A 1903 Romanesque mansion crouches on Division Street—built by a Montana banking pioneer, still crammed with its original furnishings. The house shows off serious early-20th-century Billings money, fancier than you’d expect. Raw Rimrock geology looms right behind it—perfect contrast.
ZooMontana squats on Billings' west side and only stocks Northern Rockies locals—wiff, otter, grizzly, wolf. The place is small; every cage sits close, nothing drifts. Kids who can't stomach another cliff-edge drop still walk out cheering.
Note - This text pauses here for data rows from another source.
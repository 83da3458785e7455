//! Property: a named, typed attribute reflected off an object.

use std::fmt;

use serde::{Deserialize, Serialize};
use super::Value;

/// Declared semantic type of a property.
#[derive(Debug, Clone, PartialEq, Eq, Hash, Serialize, Deserialize)]
#[serde(rename_all = "snake_case")]
pub enum PropertyType {
    Any,
    Bool,
    Int,
    Float,
    String,
    Object,
    List(Box<PropertyType>),
}

impl PropertyType {
    /// List type with the given element type.
    pub fn list_of(element: PropertyType) -> Self {
        PropertyType::List(Box::new(element))
    }

    /// Whether a value may be stored under this declared type.
    /// `Null` is accepted everywhere (an unset property).
    pub fn accepts(&self, value: &Value) -> bool {
        match (self, value) {
            (_, Value::Null) | (PropertyType::Any, _) => true,
            (PropertyType::Bool, Value::Bool(_)) => true,
            (PropertyType::Int, Value::Int(_)) => true,
            (PropertyType::Float, Value::Float(_)) => true,
            (PropertyType::String, Value::String(_)) => true,
            (PropertyType::Object, Value::Object(_)) => true,
            (PropertyType::List(elem), Value::List(items)) => {
                items.iter().all(|v| !v.is_null() && elem.accepts(v))
            }
            _ => false,
        }
    }

    /// Element type for list types.
    pub fn element_type(&self) -> Option<&PropertyType> {
        match self {
            PropertyType::List(elem) => Some(elem),
            _ => None,
        }
    }
}

impl fmt::Display for PropertyType {
    fn fmt(&self, f: &mut fmt::Formatter<'_>) -> fmt::Result {
        match self {
            PropertyType::Any => write!(f, "ANY"),
            PropertyType::Bool => write!(f, "BOOLEAN"),
            PropertyType::Int => write!(f, "INTEGER"),
            PropertyType::Float => write!(f, "FLOAT"),
            PropertyType::String => write!(f, "STRING"),
            PropertyType::Object => write!(f, "OBJECT"),
            PropertyType::List(elem) => write!(f, "LIST<{elem}>"),
        }
    }
}

/// A reflected `{name, declared_type, value}` snapshot of one property.
///
/// Snapshots are detached from the object: later writes to the object do
/// not show up in a property that was already reflected.
#[derive(Debug, Clone, PartialEq)]
pub struct Property {
    pub name: String,
    pub declared_type: PropertyType,
    pub value: Value,
}

impl Property {
    pub fn new(name: impl Into<String>, declared_type: PropertyType, value: impl Into<Value>) -> Self {
        Self {
            name: name.into(),
            declared_type,
            value: value.into(),
        }
    }

    pub fn name(&self) -> &str {
        &self.name
    }

    pub fn declared_type(&self) -> &PropertyType {
        &self.declared_type
    }

    pub fn value(&self) -> &Value {
        &self.value
    }
}
//! `ObjectSelector`: type filter plus existential property requirements.

use std::borrow::Borrow;
use std::fmt;

use hashbrown::HashSet;
use smallvec::SmallVec;

use super::predicate::{ObjectPredicate, PropertyPredicate};
use crate::model::{ObjectRef, Property};

/// Selects objects by type name and property requirements.
///
/// An object matches when its type name equals the filter (if one is set)
/// and, for **every** requirement, **at least one** of its properties
/// satisfies that requirement. Different requirements may be satisfied by
/// different properties.
#[derive(Clone, Default)]
pub struct ObjectSelector {
    type_name: Option<String>,
    requirements: SmallVec<[PropertyPredicate; 4]>,
}

impl ObjectSelector {
    pub fn new() -> Self {
        Self::default()
    }

    /// Set the type filter, replacing any earlier one.
    pub fn with_type(mut self, type_name: impl Into<String>) -> Self {
        self.type_name = Some(type_name.into());
        self
    }

    /// Add a property requirement: a `PropSelector` (by value or reference)
    /// or a `PropertyPredicate`.
    pub fn with_property(mut self, requirement: impl Into<PropertyPredicate>) -> Self {
        self.requirements.push(requirement.into());
        self
    }

    pub fn with_property_matching<F>(self, f: F) -> Self
    where
        F: Fn(&Property) -> bool + Send + Sync + 'static,
    {
        self.with_property(PropertyPredicate::new(f))
    }

    /// Freeze the current configuration. Later builder calls do not affect
    /// the returned predicate.
    pub fn as_predicate(&self) -> ObjectPredicate {
        let type_name = self.type_name.clone();
        let requirements = self.requirements.to_vec();
        ObjectPredicate::new(move |obj| object_matches(type_name.as_deref(), &requirements, obj))
    }

    pub fn test(&self, object: &ObjectRef) -> bool {
        object_matches(self.type_name.as_deref(), &self.requirements, object)
    }

    /// Matching objects of a snapshot, deduplicated by identity, in
    /// first-seen order.
    pub fn select_from<I>(&self, objects: I) -> Vec<ObjectRef>
    where
        I: IntoIterator,
        I::Item: Borrow<ObjectRef>,
    {
        let mut seen = HashSet::new();
        let mut out = Vec::new();
        for obj in objects {
            let obj: &ObjectRef = obj.borrow();
            if seen.contains(&obj.id()) || !self.test(obj) {
                continue;
            }
            seen.insert(obj.id());
            out.push(obj.clone());
        }
        out
    }

    /// Matching objects of the containment tree rooted at `root` (root
    /// included), as of now.
    pub fn select_from_root(&self, root: &ObjectRef) -> Vec<ObjectRef> {
        self.select_from(root.content())
    }

    pub fn requirement_count(&self) -> usize {
        self.requirements.len()
    }
}

fn object_matches(type_name: Option<&str>, requirements: &[PropertyPredicate], obj: &ObjectRef) -> bool {
    if let Some(expected) = type_name {
        if obj.type_name() != expected {
            return false;
        }
    }
    if requirements.is_empty() {
        return true;
    }
    let properties = obj.properties();
    requirements
        .iter()
        .all(|req| properties.iter().any(|p| req.test(p)))
}

impl fmt::Debug for ObjectSelector {
    fn fmt(&self, f: &mut fmt::Formatter<'_>) -> fmt::Result {
        f.debug_struct("ObjectSelector")
            .field("type_name", &self.type_name)
            .field("requirements", &self.requirements.len())
            .finish()
    }
}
South of downtown, the valley floor drops and the Yellowstone River takes over. You're down there, not up on the Rims. The paths hug the water; cottonwoods throw shade like a payoff after the wind-blasted cliffs. Evening stroll? Perfect. Come summer, local fishermen stalk the bends. Total calm.
The Depot—an old train station turned hangout—anchors Montana Avenue. Give it one hour. You'll wander past restored brick buildings, duck into independent restaurants that cook, and find coffee shops you'll crave after a morning on the Rims.